In contrast to what was initially thought, temporal focusing is remarkably robust to scattering. Its ability to penetrate through turbid media with minimal speckle was used in optogenetics, enabling photo-excitation of arbitrary light patterns through tissue. Temporal focusing was later combined with single-pixel detection to overcome the effect of scattering on fluorescent photons.
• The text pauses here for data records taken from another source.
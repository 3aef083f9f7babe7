// -------------------------------------------------------------------------------------------------
//  Copyright (C) 2015-2026 Nautech Systems Pty Ltd. All rights reserved.
//  https://nautechsystems.io
//
//  Licensed under the GNU Lesser General Public License Version 3.0 (the "License");
//  You may not use this file except in compliance with the License.
//  You may obtain a copy of the License at https://www.gnu.org/licenses/lgpl-3.0.en.html
//
//  Unless required by applicable law or agreed to in writing, software
//  distributed under the License is distributed on an "AS IS" BASIS,
//  WITHOUT WARRANTIES OR CONDITIONS OF ANY KIND, either express or implied.
//  See the License for the specific language governing permissions and
//  limitations under the License.
// -------------------------------------------------------------------------------------------------

//! Error types for Bitfinex HTTP client operations.
//!
//! Classification happens once, at the response boundary: the pure
//! functions here map (status, body) to a typed error, and the client
//! surfaces the result unchanged. It never retries or downgrades.

use serde_json::Value;
use thiserror::Error;

/// Venue error code for invalid API key or signature.
const ERROR_CODE_AUTH: i64 = 10100;

/// Venue error code for maintenance mode.
const ERROR_CODE_MAINTENANCE: i64 = 20060;

#[derive(Debug, Clone, Error)]
pub enum BitfinexHttpError {
    #[error("Missing credentials for private endpoint")]
    MissingCredentials,

    #[error("Authentication error: {0}")]
    AuthenticationError(String),

    #[error("Exchange is on maintenance")]
    OnMaintenance,

    #[error("Insufficient funds: {0}")]
    InsufficientFunds(String),

    #[error("Invalid order: {0}")]
    InvalidOrder(String),

    #[error("Order not found: {0}")]
    OrderNotFound(String),

    #[error("Bad symbol: {0}")]
    BadSymbol(String),

    #[error("Exchange error: {message} (#{code:?})")]
    ExchangeError { code: Option<i64>, message: String },

    #[error("Not supported: {0}")]
    NotSupported(String),

    #[error("Arguments required: {0}")]
    ArgumentsRequired(String),

    #[error("Network error: {0}")]
    NetworkError(String),

    #[error("Parse error: {0}")]
    ParseError(String),
}

impl From<anyhow::Error> for BitfinexHttpError {
    fn from(err: anyhow::Error) -> Self {
        Self::ParseError(err.to_string())
    }
}

/// Classifies an unsuccessful HTTP response into the error taxonomy.
///
/// Only status 500 carries venue-specific error semantics; the body is then
/// `[_, code, text, ...]`. Codes are matched first, then the text by
/// prefix, ordered from most to least specific. Any other failing status
/// yields `None` and is left to the caller as a transport-level error.
#[must_use]
pub fn classify_error_response(status: u16, body: &Value) -> Option<BitfinexHttpError> {
    if status != 500 {
        return None;
    }

    let record = body.as_array().map_or(&[] as &[Value], Vec::as_slice);
    let code = record.get(1).and_then(Value::as_i64);
    let text = record.get(2).and_then(Value::as_str).unwrap_or_default();

    let error = match code {
        Some(ERROR_CODE_AUTH) => BitfinexHttpError::AuthenticationError(text.to_string()),
        Some(ERROR_CODE_MAINTENANCE) => BitfinexHttpError::OnMaintenance,
        _ => {
            if text.starts_with("Invalid order: not enough exchange balance") {
                BitfinexHttpError::InsufficientFunds(text.to_string())
            } else if text.starts_with("Invalid order") {
                BitfinexHttpError::InvalidOrder(text.to_string())
            } else if text.starts_with("Order not found") {
                BitfinexHttpError::OrderNotFound(text.to_string())
            } else if text.starts_with("symbol: invalid") {
                BitfinexHttpError::BadSymbol(text.to_string())
            } else {
                BitfinexHttpError::ExchangeError {
                    code,
                    message: text.to_string(),
                }
            }
        }
    };

    Some(error)
}

/// Inspects a successful-status response body for an embedded error.
///
/// Some venue errors arrive with status 200 as an object carrying a
/// free-text `message` field; a balance complaint is reclassified as
/// insufficient funds, anything else is a generic exchange error.
#[must_use]
pub fn classify_success_body(body: &Value) -> Option<BitfinexHttpError> {
    let message = body.get("message")?.as_str()?;

    if message.contains("not enough exchange balance") {
        Some(BitfinexHttpError::InsufficientFunds(message.to_string()))
    } else {
        Some(BitfinexHttpError::ExchangeError {
            code: None,
            message: message.to_string(),
        })
    }
}

////////////////////////////////////////////////////////////////////////////////
// Tests
////////////////////////////////////////////////////////////////////////////////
This technique, called TRAFIX, enabled wide-field imaging through biological tissue at great depths with higher signal-to-background ratio and lower photobleaching than standard point-scanning two-photon microscopy.

Another simpler method consists of two beams that are loosely focused and overlapped onto an area (~100 μm) on the sample. With this method it is possible to have access to all the elements of the $\chi^{(2)}$ tensor thanks to the capability of being able to change the polarisation of each beam independently.